When you output the entries, begin with the first line and end with the line containing "(0.0 - 100.0)", keeping each line exactly as it is.

* DATA EXTRACTS *

--

//! # Pipeline Module
//!
//! Partition, dispatch and aggregate. A dispatcher thread plans segments
//! into a bounded task queue, `M` workers scan them and push counts into a
//! bounded result queue, and the aggregator reduces those counts once the
//! completion coordinator has closed the result queue.

pub mod aggregate;
pub mod coordinator;
pub mod events;
pub mod workers;

use std::sync::Arc;
use std::sync::atomic::AtomicBool;
use std::thread;
use std::time::{Duration, Instant};

use crossbeam_channel::{Sender, bounded};
use serde::Serialize;
use thiserror::Error;
use tracing::{debug, info};

use crate::config::{ConfigError, ScanConfig};
use crate::constants::MIB;
use crate::input::{InputError, InputSource};
use crate::segment::{Segment, SegmentIter, segment_count};

use coordinator::{CompletionCoordinator, ScanControl};
use events::{AggregateReport, SegmentResult};

#[derive(Debug, Error)]
pub enum ScanError {
    #[error("invalid configuration: {0}")]
    Config(#[from] ConfigError),
    #[error("worker {worker} failed on segment {segment_id} [{start}..{end}): {source}")]
    Segment {
        worker: usize,
        segment_id: u64,
        start: u64,
        end: u64,
        #[source]
        source: InputError,
    },
    #[error("worker {worker} panicked")]
    WorkerPanicked { worker: usize },
    #[error("{0} thread panicked")]
    ThreadPanicked(&'static str),
    #[error("scan cancelled after {processed} of {expected} segments")]
    Cancelled { processed: u64, expected: u64 },
    #[error("scan incomplete: {processed} of {expected} segments reported")]
    Incomplete { processed: u64, expected: u64 },
    #[error("aggregator exited without reporting a total")]
    MissingTotal,
}

/// Outcome of a successful scan
#[derive(Debug, Clone, Serialize)]
pub struct ScanSummary {
    pub total_primes: u64,
    pub records_scanned: u64,
    pub bytes_scanned: u64,
    pub segments_processed: u64,
    pub workers: usize,
    pub elapsed_seconds: f64,
    pub throughput_mib: f64,
}

/// Progress snapshot reported during a run.
#[derive(Debug, Clone)]
pub struct ProgressSnapshot {
    pub bytes_scanned: u64,
    pub total_bytes: u64,
    pub segments_processed: u64,
    pub primes_found: u64,
    pub elapsed_seconds: f64,
    pub throughput_mib: f64,
    /// Completion percentage (0.0 - 100.0)
    pub completion_pct: f64,
}

impl ProgressSnapshot {
    fn new(report: &AggregateReport, total_bytes: u64, start_time: &Instant) -> Self {
        let elapsed_seconds = start_time.elapsed().as_secs_f64();
        let completion_pct = if total_bytes > 0 {
            (report.bytes_scanned as f64 / total_bytes as f64) * 100.0
        } else {
            0.0
        };
        Self {
            bytes_scanned: report.bytes_scanned,
            total_bytes,
            segments_processed: report.segments_processed,
            primes_found: report.total_primes,
            elapsed_seconds,
            throughput_mib: throughput_mib(report.bytes_scanned, elapsed_seconds),
            completion_pct,
        }
    }
}

/// Progress callback trait for long-running scans.
pub trait ProgressReporter: Send + Sync {
    fn on_progress(&self, snapshot: &ProgressSnapshot);
}

pub struct ProgressConfig {
    pub reporter: Arc<dyn ProgressReporter>,
    pub interval: Duration,
}

/// Reports progress through `tracing` at info level.
pub struct LogProgress;

impl ProgressReporter for LogProgress {
    fn on_progress(&self, snapshot: &ProgressSnapshot) {
        info!(
            "progress {:.1}% bytes={}/{} segments={} primes={} throughput={:.2} MiB/s",
            snapshot.completion_pct,
            snapshot.bytes_scanned,
            snapshot.total_bytes,
            snapshot.segments_processed,
            snapshot.primes_found,
            snapshot.throughput_mib
        );
    }
}

/// Count the primes stored in `source`.
pub fn run_scan(cfg: &ScanConfig, source: Arc<dyn InputSource>) -> Result<ScanSummary, ScanError> {
    PipelineRunner::new(cfg, source, None, None).run()
}

/// Run the scan with an external cancellation flag (e.g., Ctrl+C).
///
/// A cancelled run fails with [`ScanError::Cancelled`]; no partial total is
/// reported.
pub fn run_scan_with_cancel(
    cfg: &ScanConfig,
    source: Arc<dyn InputSource>,
    cancel_flag: Arc<AtomicBool>,
    progress: Option<ProgressConfig>,
) -> Result<ScanSummary, ScanError> {
    PipelineRunner::new(cfg, source, Some(cancel_flag), progress).run()
}

struct PipelineRunner<'a> {
    cfg: &'a ScanConfig,
    source: Arc<dyn InputSource>,
    cancel_flag: Option<Arc<AtomicBool>>,
    progress: Option<ProgressConfig>,
}

impl<'a> PipelineRunner<'a> {
    fn new(
        cfg: &'a ScanConfig,
        source: Arc<dyn InputSource>,
        cancel_flag: Option<Arc<AtomicBool>>,
        progress: Option<ProgressConfig>,
    ) -> Self {
        Self {
            cfg,
            source,
            cancel_flag,
            progress,
        }
    }

    fn run(mut self) -> Result<ScanSummary, ScanError> {
        self.cfg.validate()?;
        // A segment never needs more than one segment's worth of buffer.
        let chunk_size = usize::try_from(self.cfg.chunk_size.min(self.cfg.segment_size))
            .map_err(|_| ConfigError::TooLarge("chunk_size (C)"))?;

        let total_bytes = self.source.len();
        let expected_segments = segment_count(total_bytes, self.cfg.segment_size);
        info!(
            "starting scan run_id={} bytes={} segments={} workers={} segment_size={} chunk_size={}",
            self.cfg.run_id,
            total_bytes,
            expected_segments,
            self.cfg.workers,
            self.cfg.segment_size,
            self.cfg.chunk_size
        );

        let start_time = Instant::now();
        let control = Arc::new(ScanControl::new(self.cancel_flag.clone()));
        let (task_tx, task_rx) = bounded::<Segment>(self.cfg.queue_capacity);
        let (result_tx, result_rx) = bounded::<SegmentResult>(self.cfg.queue_capacity);
        let (done_tx, done_rx) = bounded::<AggregateReport>(1);

        let worker_handles = workers::spawn_scan_workers(
            self.cfg.workers,
            self.source.clone(),
            chunk_size,
            self.cfg.stagger,
            task_rx,
            &result_tx,
            control.clone(),
        );
        let coordinator = CompletionCoordinator::new(worker_handles, result_tx, control.clone());

        let aggregator =
            aggregate::spawn_aggregator(result_rx, done_tx, self.progress.take(), total_bytes);
        let dispatcher =
            spawn_dispatcher(total_bytes, self.cfg.segment_size, task_tx, control.clone());

        coordinator.wait();

        let dispatched = dispatcher
            .join()
            .map_err(|_| ScanError::ThreadPanicked("dispatcher"))?;
        let report = done_rx.recv().map_err(|_| ScanError::MissingTotal);
        aggregator
            .join()
            .map_err(|_| ScanError::ThreadPanicked("aggregator"))?;

        if let Some(err) = control.take_error() {
            return Err(err);
        }
        let report = report?;
        if report.segments_processed != expected_segments {
            if control.cancelled() {
                info!("shutdown requested; scan abandoned");
                return Err(ScanError::Cancelled {
                    processed: report.segments_processed,
                    expected: expected_segments,
                });
            }
            return Err(ScanError::Incomplete {
                processed: report.segments_processed,
                expected: expected_segments,
            });
        }
        debug!(dispatched, "dispatcher finished");

        let elapsed_seconds = start_time.elapsed().as_secs_f64();
        let summary = ScanSummary {
            total_primes: report.total_primes,
            records_scanned: report.records_scanned,
            bytes_scanned: report.bytes_scanned,
            segments_processed: report.segments_processed,
            workers: self.cfg.workers,
            elapsed_seconds,
            throughput_mib: throughput_mib(report.bytes_scanned, elapsed_seconds),
        };

        info!(
            "run_summary total_primes={} records_scanned={} bytes_scanned={} segments_processed={} elapsed={:.3}s",
            summary.total_primes,
            summary.records_scanned,
            summary.bytes_scanned,
            summary.segments_processed,
            summary.elapsed_seconds
        );

        Ok(summary)
    }
}

/// Push planned segments into the task queue in order, then close it by
/// dropping the sender. Returns the number of segments dispatched.
fn spawn_dispatcher(
    total_bytes: u64,
    segment_size: u64,
    task_tx: Sender<Segment>,
    control: Arc<ScanControl>,
) -> thread::JoinHandle<u64> {
    thread::spawn(move || {
        let mut dispatched = 0u64;
        for segment in SegmentIter::new(total_bytes, segment_size) {
            if control.should_stop() {
                debug!("stop requested; dispatcher exiting at segment {}", segment.id);
                break;
            }
            if task_tx.send(segment).is_err() {
                debug!("task queue closed; dispatcher exiting at segment {}", segment.id);
                break;
            }
            dispatched += 1;
        }
        dispatched
    })
}

fn throughput_mib(bytes: u64, elapsed_seconds: f64) -> f64 {
    if elapsed_seconds > 0.0 {
        bytes as f64 / MIB as f64 / elapsed_seconds
    } else {
        0.0
    }
}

--

* RESULT BELOW *
//! # Pipeline Module
//!
//! Partition, dispatch and aggregate. A dispatcher thread plans segments
//! into a bounded task queue, `M` workers scan them and push counts into a
//! bounded result queue, and the aggregator reduces those counts once the
//! completion coordinator has closed the result queue.

pub mod aggregate;
pub mod coordinator;
pub mod events;
pub mod workers;

use std::sync::Arc;
use std::sync::atomic::AtomicBool;
use std::thread;
use std::time::{Duration, Instant};

use crossbeam_channel::{Sender, bounded};
use serde::Serialize;
use thiserror::Error;
use tracing::{debug, info};

use crate::config::{ConfigError, ScanConfig};
use crate::constants::MIB;
use crate::input::{InputError, InputSource};
use crate::segment::{Segment, SegmentIter, segment_count};

use coordinator::{CompletionCoordinator, ScanControl};
use events::{AggregateReport, SegmentResult};

#[derive(Debug, Error)]
pub enum ScanError {
    #[error("invalid configuration: {0}")]
    Config(#[from] ConfigError),
    #[error("worker {worker} failed on segment {segment_id} [{start}..{end}): {source}")]
    Segment {
        worker: usize,
        segment_id: u64,
        start: u64,
        end: u64,
        #[source]
        source: InputError,
    },
    #[error("worker {worker} panicked")]
    WorkerPanicked { worker: usize },
    #[error("{0} thread panicked")]
    ThreadPanicked(&'static str),
    #[error("scan cancelled after {processed} of {expected} segments")]
    Cancelled { processed: u64, expected: u64 },
    #[error("scan incomplete: {processed} of {expected} segments reported")]
    Incomplete { processed: u64, expected: u64 },
    #[error("aggregator exited without reporting a total")]
    MissingTotal,
}

/// Outcome of a successful scan
#[derive(Debug, Clone, Serialize)]
pub struct ScanSummary {
    pub total_primes: u64,
    pub records_scanned: u64,
    pub bytes_scanned: u64,
    pub segments_processed: u64,
    pub workers: usize,
    pub elapsed_seconds: f64,
    pub throughput_mib: f64,
}

/// Progress snapshot reported during a run.
#[derive(Debug, Clone)]
pub struct ProgressSnapshot {
    pub bytes_scanned: u64,
    pub total_bytes: u64,
    pub segments_processed: u64,
    pub primes_found: u64,
    pub elapsed_seconds: f64,
    pub throughput_mib: f64,
    /// Completion percentage (0.0 - 100.0)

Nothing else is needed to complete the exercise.